Questions and Answers
Is 100% fairness even possible? If not, what is an acceptable metric?
100% fairness is not possible by any definition of 100% fairness. You’re not going to have a metric that 100% of people find fair. You’re not going to have a model that will be guaranteed fair in 100% of the cases. This is for a few reasons, but a big one is that there are many plausible and even compelling definitions of fairness. In many realistic scenarios, it’s not possible to satisfy all such cases.
Re: acceptable metric.
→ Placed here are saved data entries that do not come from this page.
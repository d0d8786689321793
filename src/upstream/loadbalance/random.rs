use crate::upstream::Upstream;
use rand::Rng;
use std::sync::Arc;

/// Uniform pick among healthy upstreams; weights are ignored.
#[derive(Debug, Default)]
pub struct RandomBalancer;

impl RandomBalancer {
    pub fn new() -> Self {
        Self
    }

    pub fn do_select(&self, healthy: &[Arc<Upstream>]) -> Option<Arc<Upstream>> {
        if healthy.is_empty() {
            return None;
        }
        let idx = rand::thread_rng().gen_range(0..healthy.len());
        Some(healthy[idx].clone())
    }
}
use crate::config::Tunables;
use crate::upstream::health::{ActiveHealthChecker, HealthProbe};
use crate::upstream::loadbalance::{target_set, LoadBalancer, SelectionContext};
use crate::upstream::passive::PassiveRecovery;
use crate::upstream::pool::ConnectionPool;
use crate::upstream::{StateChange, StateChangeKind, Upstream, UpstreamGroup};
use std::sync::{Arc, Weak};
use std::time::{Duration, SystemTime};
use tokio::sync::broadcast::error::RecvError;
use tokio_util::sync::CancellationToken;
use tracing::{debug, warn};

/// Front of one upstream group: canary gating, strategy dispatch and both
/// health-tracking modes.
///
/// Owns the tasks that react to upstream state changes (delayed pool
/// eviction, debounced weighted-random rebuilds) plus the active checker
/// when the group needs one. All of them stop on `shutdown()` or drop.
pub struct Balancer {
    group: Arc<UpstreamGroup>,
    lb: LoadBalancer,
    passive: PassiveRecovery,
    pool: ConnectionPool,
    checker: Option<ActiveHealthChecker>,
    rebuild_debounce: Duration,
    cancel: CancellationToken,
}

impl Balancer {
    pub fn new(
        group: Arc<UpstreamGroup>,
        pool: ConnectionPool,
        probe: HealthProbe,
        tunables: &Tunables,
        parent: &CancellationToken,
    ) -> Arc<Self> {
        let cancel = parent.child_token();
        let passive = PassiveRecovery::new(
            tunables.recovery_interval(),
            tunables.failure_threshold,
            probe.clone(),
            cancel.clone(),
        );
        let checker = ActiveHealthChecker::start(
            group.clone(),
            probe,
            Duration::from_millis(tunables.health_check_jitter_ms),
            &cancel,
        );

        let balancer = Arc::new(Self {
            lb: LoadBalancer::new(group.strategy()),
            group,
            passive,
            pool,
            checker,
            rebuild_debounce: tunables.rebuild_debounce(),
            cancel,
        });
        balancer.spawn_state_listener();
        balancer
    }

    pub fn group(&self) -> &Arc<UpstreamGroup> {
        &self.group
    }

    pub fn load_balancer(&self) -> &LoadBalancer {
        &self.lb
    }

    /// `None` means the target set (canary or main) has no healthy upstream.
    pub fn choose(&self, ctx: &SelectionContext<'_>) -> Option<Arc<Upstream>> {
        let which = target_set(&self.group, ctx);
        let chosen = self.lb.select(&self.group, which, ctx);
        if chosen.is_none() {
            debug!(
                "lb: no healthy upstream, strategy={}, set={:?}",
                self.lb.strategy().as_str(),
                which
            );
        }
        chosen
    }

    pub fn report_failure(&self, url: &str, at: SystemTime) {
        self.passive.report_failure(&self.group, url, at);
    }

    pub fn has_active_checker(&self) -> bool {
        self.checker.as_ref().is_some_and(|c| !c.is_stopped())
    }

    pub fn shutdown(&self) {
        self.cancel.cancel();
    }

    fn spawn_state_listener(self: &Arc<Self>) {
        let handle = match tokio::runtime::Handle::try_current() {
            Ok(h) => h,
            Err(_) => return,
        };
        let mut rx = self.group.subscribe();
        let weak = Arc::downgrade(self);
        let cancel = self.cancel.clone();

        handle.spawn(async move {
            loop {
                let event = tokio::select! {
                    _ = cancel.cancelled() => break,
                    ev = rx.recv() => ev,
                };
                let Some(this) = weak.upgrade() else { break };
                match event {
                    Ok(change) => this.on_state_change(&change),
                    Err(RecvError::Lagged(n)) => {
                        warn!("lb: state events lagged, skipped={}", n);
                        this.schedule_rebuild();
                    }
                    Err(RecvError::Closed) => break,
                }
            }
        });
    }

    fn on_state_change(self: &Arc<Self>, change: &StateChange) {
        if change.kind == StateChangeKind::BecameUnhealthy {
            self.pool.remove_after(&change.origin);
        }
        self.schedule_rebuild();
    }

    /// Coalesce bursts of state changes into one rebuild after the debounce
    /// window. Only weighted random caches derived state.
    fn schedule_rebuild(self: &Arc<Self>) {
        let Some(wr) = self.lb.as_weighted_random() else {
            return;
        };
        if !wr.mark_rebuild_pending() {
            return;
        }
        let weak: Weak<Self> = Arc::downgrade(self);
        let cancel = self.cancel.clone();
        let delay = self.rebuild_debounce;
        tokio::spawn(async move {
            tokio::select! {
                _ = cancel.cancelled() => return,
                _ = tokio::time::sleep(delay) => {}
            }
            if let Some(this) = weak.upgrade() {
                if let Some(wr) = this.lb.as_weighted_random() {
                    wr.flush_pending(&this.group);
                }
            }
        });
    }
}

impl Drop for Balancer {
    fn drop(&mut self) {
        self.cancel.cancel();
    }
}
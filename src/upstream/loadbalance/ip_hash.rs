use super::stable_hash;
use crate::upstream::Upstream;
use std::net::IpAddr;
use std::sync::Arc;

/// Client-IP affinity. The home index is `hash(ip) % n` over the full list;
/// an ineligible home probes forward (wrapping) to the next eligible one, so
/// the same IP sticks to the same upstream while health and order hold.
#[derive(Debug, Default)]
pub struct IpHashBalancer;

impl IpHashBalancer {
    pub fn new() -> Self {
        Self
    }

    pub fn do_select<F>(
        &self,
        upstreams: &[Arc<Upstream>],
        client_ip: Option<IpAddr>,
        is_eligible: F,
    ) -> Option<Arc<Upstream>>
    where
        F: Fn(&Upstream) -> bool,
    {
        let n = upstreams.len();
        if n == 0 {
            return None;
        }
        let home = match client_ip {
            Some(ip) => (stable_hash(&ip) % n as u64) as usize,
            None => 0,
        };
        (0..n)
            .map(|offset| &upstreams[(home + offset) % n])
            .find(|u| is_eligible(u))
            .cloned()
    }
}
use crate::upstream::Upstream;
use std::sync::Arc;

/// No balancing: the first healthy upstream in list order always wins.
#[derive(Debug, Default)]
pub struct FirstHealthyBalancer;

impl FirstHealthyBalancer {
    pub fn new() -> Self {
        Self
    }

    pub fn do_select(&self, healthy: &[Arc<Upstream>]) -> Option<Arc<Upstream>> {
        healthy.first().cloned()
    }
}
This will depend on a host of factors, including which kinds of mistakes are most worrying, whether the stakes are high or low, whether there are historical reasons to not just go for formal equality but to even favor equality-enhancing measures, and so on. So for example, I would say that in the case of a life-saving medical application (high stakes), the right fairness metric might not be the same as the case of legal price discrimination (that is where retailers might price goods differently based on their belief that some customers are willing to pay more for the same good).
Is 100% secure data possible (on the technical side)?
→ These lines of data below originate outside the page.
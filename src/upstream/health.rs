use crate::config::HealthCheckMode;
use crate::upstream::{Upstream, UpstreamGroup};
use futures_util::stream::{self, StreamExt};
use rand::Rng;
use std::sync::Arc;
use std::time::{Duration, SystemTime};
use tokio_util::sync::CancellationToken;
use tracing::{debug, info, warn};

/// Upper bound on probes in flight for one group.
const PROBE_CONCURRENCY: usize = 16;

/// Bounded-timeout GET against an upstream's health path. 2xx is healthy;
/// any other status, a connect error or a timeout is unhealthy.
#[derive(Clone)]
pub struct HealthProbe {
    client: reqwest::Client,
}

impl HealthProbe {
    pub fn new(connect_timeout: Duration, timeout: Duration) -> reqwest::Result<Self> {
        let client = reqwest::Client::builder()
            .connect_timeout(connect_timeout)
            .timeout(timeout)
            .no_proxy()
            .build()?;
        Ok(Self { client })
    }

    pub async fn check(&self, upstream: &Upstream, health_path: &str) -> bool {
        let url = probe_url(upstream.url(), health_path);
        match self.client.get(&url).send().await {
            Ok(resp) => resp.status().is_success(),
            Err(e) => {
                debug!("health: probe failed, url={}, error={}", url, e);
                false
            }
        }
    }
}

fn probe_url(base: &str, health_path: &str) -> String {
    format!(
        "{}/{}",
        base.trim_end_matches('/'),
        health_path.trim_start_matches('/')
    )
}

/// Background poller for one `ActiveCheck` group. Stops on `stop()`, on
/// drop, or when the parent token is cancelled.
pub struct ActiveHealthChecker {
    cancel: CancellationToken,
}

impl ActiveHealthChecker {
    /// Returns `None` unless the group is in active mode and a tokio runtime
    /// is available.
    pub fn start(
        group: Arc<UpstreamGroup>,
        probe: HealthProbe,
        jitter: Duration,
        parent: &CancellationToken,
    ) -> Option<Self> {
        if group.health_check_mode() != HealthCheckMode::ActiveCheck {
            return None;
        }
        let handle = match tokio::runtime::Handle::try_current() {
            Ok(h) => h,
            Err(_) => {
                warn!("health: active: no runtime, checker not started");
                return None;
            }
        };

        let cancel = parent.child_token();
        let token = cancel.clone();
        handle.spawn(async move {
            let initial_delay = random_jitter(jitter);
            tokio::select! {
                _ = token.cancelled() => return,
                _ = tokio::time::sleep(initial_delay) => {}
            }

            let mut ticker = tokio::time::interval(group.check_interval());
            ticker.set_missed_tick_behavior(tokio::time::MissedTickBehavior::Delay);
            info!(
                "health: active: checker started, upstreams={}, interval_ms={}",
                group.all().count(),
                group.check_interval().as_millis()
            );
            loop {
                tokio::select! {
                    _ = token.cancelled() => break,
                    _ = ticker.tick() => run_round(&group, &probe).await,
                }
            }
            debug!("health: active: checker stopped");
        });

        Some(Self { cancel })
    }

    pub fn stop(&self) {
        self.cancel.cancel();
    }

    pub fn is_stopped(&self) -> bool {
        self.cancel.is_cancelled()
    }
}

impl Drop for ActiveHealthChecker {
    fn drop(&mut self) {
        self.cancel.cancel();
    }
}

fn random_jitter(max: Duration) -> Duration {
    if max.is_zero() {
        return Duration::ZERO;
    }
    let ms = rand::thread_rng().gen_range(0..=max.as_millis() as u64);
    Duration::from_millis(ms)
}

/// Probe every upstream in the group (main and canary) once.
pub(crate) async fn run_round(group: &UpstreamGroup, probe: &HealthProbe) {
    let upstreams: Vec<Arc<Upstream>> = group.all().cloned().collect();
    let path = group.health_path();

    stream::iter(upstreams)
        .map(|upstream| async move {
            let healthy = probe.check(&upstream, path).await;
            upstream.mark_checked(SystemTime::now());
            if upstream.set_healthy(healthy) {
                if healthy {
                    info!("health: active: upstream recovered, url={}", upstream.url());
                } else {
                    warn!(
                        "health: active: upstream marked unhealthy, url={}",
                        upstream.url()
                    );
                }
            }
        })
        .buffer_unordered(PROBE_CONCURRENCY)
        .collect::<()>()
        .await;
}

#[cfg(test)]
mod tests {
    use super::*;
    use crate::config::{LoadBalancerConfig, UpstreamConfig};
    use crate::test_util::{unreachable_addr, MockUpstream};

    fn probe() -> HealthProbe {
        HealthProbe::new(Duration::from_millis(500), Duration::from_millis(500)).unwrap()
    }

    fn active_group(urls: &[String], interval_ms: u64) -> Arc<UpstreamGroup> {
        let cfg = LoadBalancerConfig {
            health_check_mode: HealthCheckMode::ActiveCheck,
            check_interval_ms: interval_ms,
            upstreams: urls
                .iter()
                .map(|u| UpstreamConfig {
                    url: u.clone(),
                    weight: 1.0,
                })
                .collect(),
            ..Default::default()
        };
        Arc::new(UpstreamGroup::from_config(&cfg, 1))
    }

    #[test]
    fn test_probe_url_joins_path() {
        assert_eq!(probe_url("http://h:1", "/health"), "http://h:1/health");
        assert_eq!(probe_url("http://h:1/", "/health"), "http://h:1/health");
        assert_eq!(probe_url("http://h:1", "ready"), "http://h:1/ready");
    }

    #[tokio::test]
    async fn test_probe_status_classes() {
        let mock = MockUpstream::start(200).await;
        let u = Upstream::new(&mock.url(), 1.0, None);
        assert!(probe().check(&u, "/health").await);

        mock.set_status(503);
        assert!(!probe().check(&u, "/health").await);

        mock.set_status(302);
        assert!(!probe().check(&u, "/health").await);
    }

    #[tokio::test]
    async fn test_probe_unreachable_is_unhealthy() {
        let u = Upstream::new(&format!("http://{}", unreachable_addr()), 1.0, None);
        assert!(!probe().check(&u, "/health").await);
    }

    #[tokio::test]
    async fn test_round_sets_health_from_probe() {
        let up = MockUpstream::start(200).await;
        let down = MockUpstream::start(500).await;
        let group = active_group(&[up.url(), down.url()], 1_000);

        run_round(&group, &probe()).await;
        assert!(group.upstreams()[0].is_healthy());
        assert!(!group.upstreams()[1].is_healthy());
        assert!(group.upstreams()[1].last_checked().is_some());

        down.set_status(204);
        run_round(&group, &probe()).await;
        assert!(group.upstreams()[1].is_healthy());
    }

    #[tokio::test]
    async fn test_round_covers_canary_upstreams() {
        let main = MockUpstream::start(200).await;
        let canary = MockUpstream::start(503).await;
        let cfg = LoadBalancerConfig {
            health_check_mode: HealthCheckMode::ActiveCheck,
            upstreams: vec![UpstreamConfig {
                url: main.url(),
                weight: 1.0,
            }],
            canary_upstreams: vec![UpstreamConfig {
                url: canary.url(),
                weight: 1.0,
            }],
            ..Default::default()
        };
        let group = UpstreamGroup::from_config(&cfg, 1);

        run_round(&group, &probe()).await;
        assert!(group.upstreams()[0].is_healthy());
        assert!(!group.canary_upstreams()[0].is_healthy());
        assert!(group.canary_upstreams()[0].last_checked().is_some());
        assert_eq!(canary.hits(), 1);

        canary.set_status(200);
        run_round(&group, &probe()).await;
        assert!(group.canary_upstreams()[0].is_healthy());
    }

    #[tokio::test]
    async fn test_checker_polls_until_stopped() {
        let mock = MockUpstream::start(500).await;
        let group = active_group(&[mock.url()], 50);
        let root = CancellationToken::new();

        let checker =
            ActiveHealthChecker::start(group.clone(), probe(), Duration::ZERO, &root).unwrap();
        tokio::time::sleep(Duration::from_millis(200)).await;
        assert!(!group.upstreams()[0].is_healthy());
        assert!(mock.hits() >= 2);

        checker.stop();
        assert!(checker.is_stopped());
        tokio::time::sleep(Duration::from_millis(100)).await;
        let hits = mock.hits();
        tokio::time::sleep(Duration::from_millis(200)).await;
        assert_eq!(mock.hits(), hits);
    }

    #[tokio::test]
    async fn test_checker_only_in_active_mode() {
        let cfg = LoadBalancerConfig {
            health_check_mode: HealthCheckMode::PassiveCheck,
            ..Default::default()
        };
        let group = Arc::new(UpstreamGroup::from_config(&cfg, 1));
        let root = CancellationToken::new();
        assert!(ActiveHealthChecker::start(group, probe(), Duration::ZERO, &root).is_none());
    }

    #[tokio::test]
    async fn test_parent_cancel_stops_checker() {
        let mock = MockUpstream::start(200).await;
        let group = active_group(&[mock.url()], 1_000);
        let root = CancellationToken::new();
        let checker = ActiveHealthChecker::start(group, probe(), Duration::ZERO, &root).unwrap();
        root.cancel();
        assert!(checker.is_stopped());
    }

    #[test]
    fn test_jitter_bounds() {
        assert_eq!(random_jitter(Duration::ZERO), Duration::ZERO);
        for _ in 0..100 {
            assert!(random_jitter(Duration::from_millis(50)) <= Duration::from_millis(50));
        }
    }
}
This is also a no. I am not a data security expert, but based on what I do know, there are lots of “known unknowns” (such as the extent of joinable data already out in the world, or the extent of vulnerability of a given ML model to certain adversarial attacks). There are also presumably unknown unknowns. So yeah, no computer security expert is going to promise 100% data security. This is especially true because humans ultimately have some form of access at some point. For example, even in end-to-end encrypted applications, there are easy data leaks, such as a friend screenshotting and sharing pictures of conversations.
Is there any trade off between fairness and security?
This is an interesting one. I am going to assume that when people ask about fairness, they are largely referring to the specific fairness concerns of equality and anti-discrimination. In such a case, empirically trade offs have been observed. For example, I have seen papers (not difficult to find if you look) where training models to be more robust to adversarial attacks tends to enhance unfairness as indicated by a variety of fairness metrics (such as differential error rates between groups).
In general, with most technical systems, it’s safe to assume there are trade-offs almost always (unless proven otherwise). However these trade-offs can sometimes be minuscule and not of true concern even if they do exist.
Hello Aileen Nielsen!
Thank you for your time! The topic your book covers is definetely in demand.
May I ask some questions that are not only technical:
- What is your view on changing the existing language in order to shift systematical thinking towards more acceptable and fair? (For example, in some languages that have gender distinctiveness, people try to add new endings specific ending to female professionals etc.)
- Do we always try to identify bias and create models by excluding it or sometimes it’s important to keep it? When then?
In answer to your first question, I am all for making language more inclusive (and precise). So I find the idea of modernizing language use, grammar, etc, to be more inclusive to be a great idea. I also think it’s good to call out language that has long been accepted but that actually perpetuates inequality. For example, it’s still common for people to say things like “so easy your grandma could do it” or “how would you explain this to your grandma?”. “Grandma” (but not grandpa) tends to be the stand-in for a presumed doddering old person. This is both sexist and ageist, so I try to call this out.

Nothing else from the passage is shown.